Des Tunisiens habitant près des frontières menacent d’émigrer en masse en Algérie
Des centaines de Tunisiens ont menacé d’émigrer en nombre en Algérie si leur gouvernement ne prend pas en charge leurs préoccupations sociales qui ont atteint des seuils alarmants depuis quelques mois. Ils l’ont exprimé lors de récentes manifestations organisées dans certaines villes frontalière avec l’Algérie, où des manifestants brandissaient des banderoles sur lesquelles est écrit en arabe : «Béji, twelha bina, wa illa Djazayer awla bina !» (Béji (Caid Essebsi, ndlr), occupez-vous de nous, sinon nous demanderons asile à l’Algérie).
Cette franchise et cette clarté dans le slogan n’ont d’égal que l’extrême détresse dans laquelle vivent les populations tunisiennes de ces régions déshéritées et dont la situation s’est dégradée depuis l’insurrection de 2011 qui a renversé le régime de Zine El-Abidine Ben Ali. Les manifestants réclament du pain, du travail et de la sécurité dans leurs villes, livrées à la violence et à la délinquance.
Ces régions de l’est et du sud, devenues ces dernières années un terrain fertile pour la prolifération des groupes terroristes et des trafiquants, sont le théâtre d’émeutes cycliques qui menacent de replonger le pays dans une nouvelle insurrection. Cette alerte lancée par les Tunisiens montre, par ailleurs, que l’Algérie est, quoi qu’on en dise, devenue une sorte d’Eldorado pour nos voisins de l’Est et de l’Ouest.
La fermeture des frontières terrestres avec le Maroc depuis vingt ans a engendré une situation tout aussi alarmante dans les villes marocaines frontalières qui comptaient essentiellement sur les flux touristiques algériens pour survivre économiquement.
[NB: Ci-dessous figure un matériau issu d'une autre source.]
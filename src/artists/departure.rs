use crate::{
    board::resources::Resources,
    departures::model::Departure,
    draw::{
        measure::{Measure, truncate_to_width},
        surface::{Configure, FontRole, Primitive, PrimitiveId, Surface},
    },
    foundation::core::Point,
    layout::{anchor::Anchor, cascade::Artist, cell::Cell},
};

/// Shown in place of a departure when a slot has no data.
pub const NO_DATA_TEXT: &str = "could not fetch departure";

const TRUNCATION_MARKER: &str = "...";

#[derive(Clone, Debug, PartialEq)]
enum Shown {
    Nothing,
    NoData,
    Trip(Option<String>),
}

/// One departure row: line icon, direction, minutes left.
///
/// ```text
/// | icon | direction ......... | mm |
/// ```
#[derive(Debug)]
pub struct DepartureArtist {
    cell: Cell,
    icon_width: f64,
    direction_width: f64,
    icon: PrimitiveId,
    direction: PrimitiveId,
    time: PrimitiveId,
    shown: Shown,
}

impl DepartureArtist {
    pub fn new(
        surface: &mut dyn Surface,
        measure: &mut dyn Measure,
        resources: &Resources,
        anchor: Anchor,
    ) -> Self {
        let dims = resources.dims;
        let time_width = measure.text_width("00", FontRole::Departure);
        let width = dims.icon_width + dims.direction_width + time_width;
        let height = measure.line_height(FontRole::Departure);
        let text = resources.palette.text;

        Self {
            cell: Cell::new(0.0, 0.0, width, height, anchor),
            icon_width: dims.icon_width,
            direction_width: dims.direction_width,
            icon: surface.create(Primitive::image(None, Anchor::Center)),
            direction: surface.create(Primitive::text(
                "",
                FontRole::Departure,
                text,
                Anchor::West,
            )),
            time: surface.create(Primitive::text("", FontRole::Departure, text, Anchor::East)),
            shown: Shown::Nothing,
        }
    }

    pub fn icon(&self) -> PrimitiveId {
        self.icon
    }

    pub fn direction(&self) -> PrimitiveId {
        self.direction
    }

    pub fn time(&self) -> PrimitiveId {
        self.time
    }

    /// Trip id currently displayed, if any.
    pub fn trip_id(&self) -> Option<&str> {
        match &self.shown {
            Shown::Trip(id) => id.as_deref(),
            Shown::Nothing | Shown::NoData => None,
        }
    }

    /// Shows `departure`, or the no-data marker for `None`.
    ///
    /// Icon and direction are reconfigured only when the trip changes; the time
    /// and its colour are refreshed on every call.
    pub fn update_departure(
        &mut self,
        surface: &mut dyn Surface,
        measure: &mut dyn Measure,
        resources: &Resources,
        departure: Option<&Departure>,
    ) {
        let Some(departure) = departure else {
            self.clear(surface, resources);
            return;
        };

        let same_trip = matches!(
            (&self.shown, &departure.id),
            (Shown::Trip(Some(shown)), Some(id)) if shown == id
        );
        if !same_trip {
            self.shown = Shown::Trip(departure.id.clone());
            let icon = resources.icon_for(&departure.line, &departure.product);
            surface.configure(self.icon, Configure::Image(icon));
            let direction = truncate_to_width(
                measure,
                &departure.direction,
                FontRole::Departure,
                self.direction_width,
                TRUNCATION_MARKER,
            );
            surface.configure(self.direction, Configure::Text(direction));
            surface.configure(self.direction, Configure::Color(resources.palette.text));
        }

        let color = if departure.reachable {
            resources.palette.text
        } else {
            resources.palette.no_time
        };
        surface.configure(self.time, Configure::Text(departure.minutes_text()));
        surface.configure(self.time, Configure::Color(color));
    }

    fn clear(&mut self, surface: &mut dyn Surface, resources: &Resources) {
        self.shown = Shown::NoData;
        surface.configure(self.icon, Configure::Image(None));
        surface.configure(self.direction, Configure::Text(NO_DATA_TEXT.to_string()));
        surface.configure(self.direction, Configure::Color(resources.palette.error));
        surface.configure(self.time, Configure::Text(" ".to_string()));
    }
}

impl Artist for DepartureArtist {
    fn cell(&self) -> &Cell {
        &self.cell
    }

    fn cell_mut(&mut self) -> &mut Cell {
        &mut self.cell
    }

    fn place(&mut self, surface: &mut dyn Surface) {
        let x = self.cell.x_at(Anchor::West);
        let y = self.cell.y_at(Anchor::West);
        surface.move_to(self.icon, Point::new(x + self.icon_width / 2.0, y));
        surface.move_to(self.direction, Point::new(x + self.icon_width, y));
        surface.move_to(self.time, Point::new(x + self.cell.width(), y));
    }
}

#[cfg(test)]
#[path = "../../tests/unit/artists/departure.rs"]
mod tests;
Le refus de l’Algérie de céder au chantage des Marocains pour la réouverture de ces frontières met le palais et son Makhzen dans une situation délicate face à la montée des tensions qui se sont étendues depuis quelques mois aux villes du nord où les émeutes commencent à prendre une forme insurrectionnelle inédite.
Cela dit, même dans pareille situation, les habitants de ces villes ruinées économiquement continuent à bénéficier des marchandises et autres produits algériens, comme le carburant, qui y sont acheminés clandestinement par des trafiquants qui en font un commerce juteux. Le même mouvement de trafic est signalé du côté est, où toute sorte de produits alimentaires, y compris ceux de première nécessité, passent frauduleusement par la frontière algéro-tunisienne.
Dans les deux cas, les autorités tunisiennes et marocaines ferment souvent les yeux parce qu’elles savent que c’est grâce à ce trafic que les deux pays arrivent à maintenir un semblant de paix sociale dans ces régions poudrières.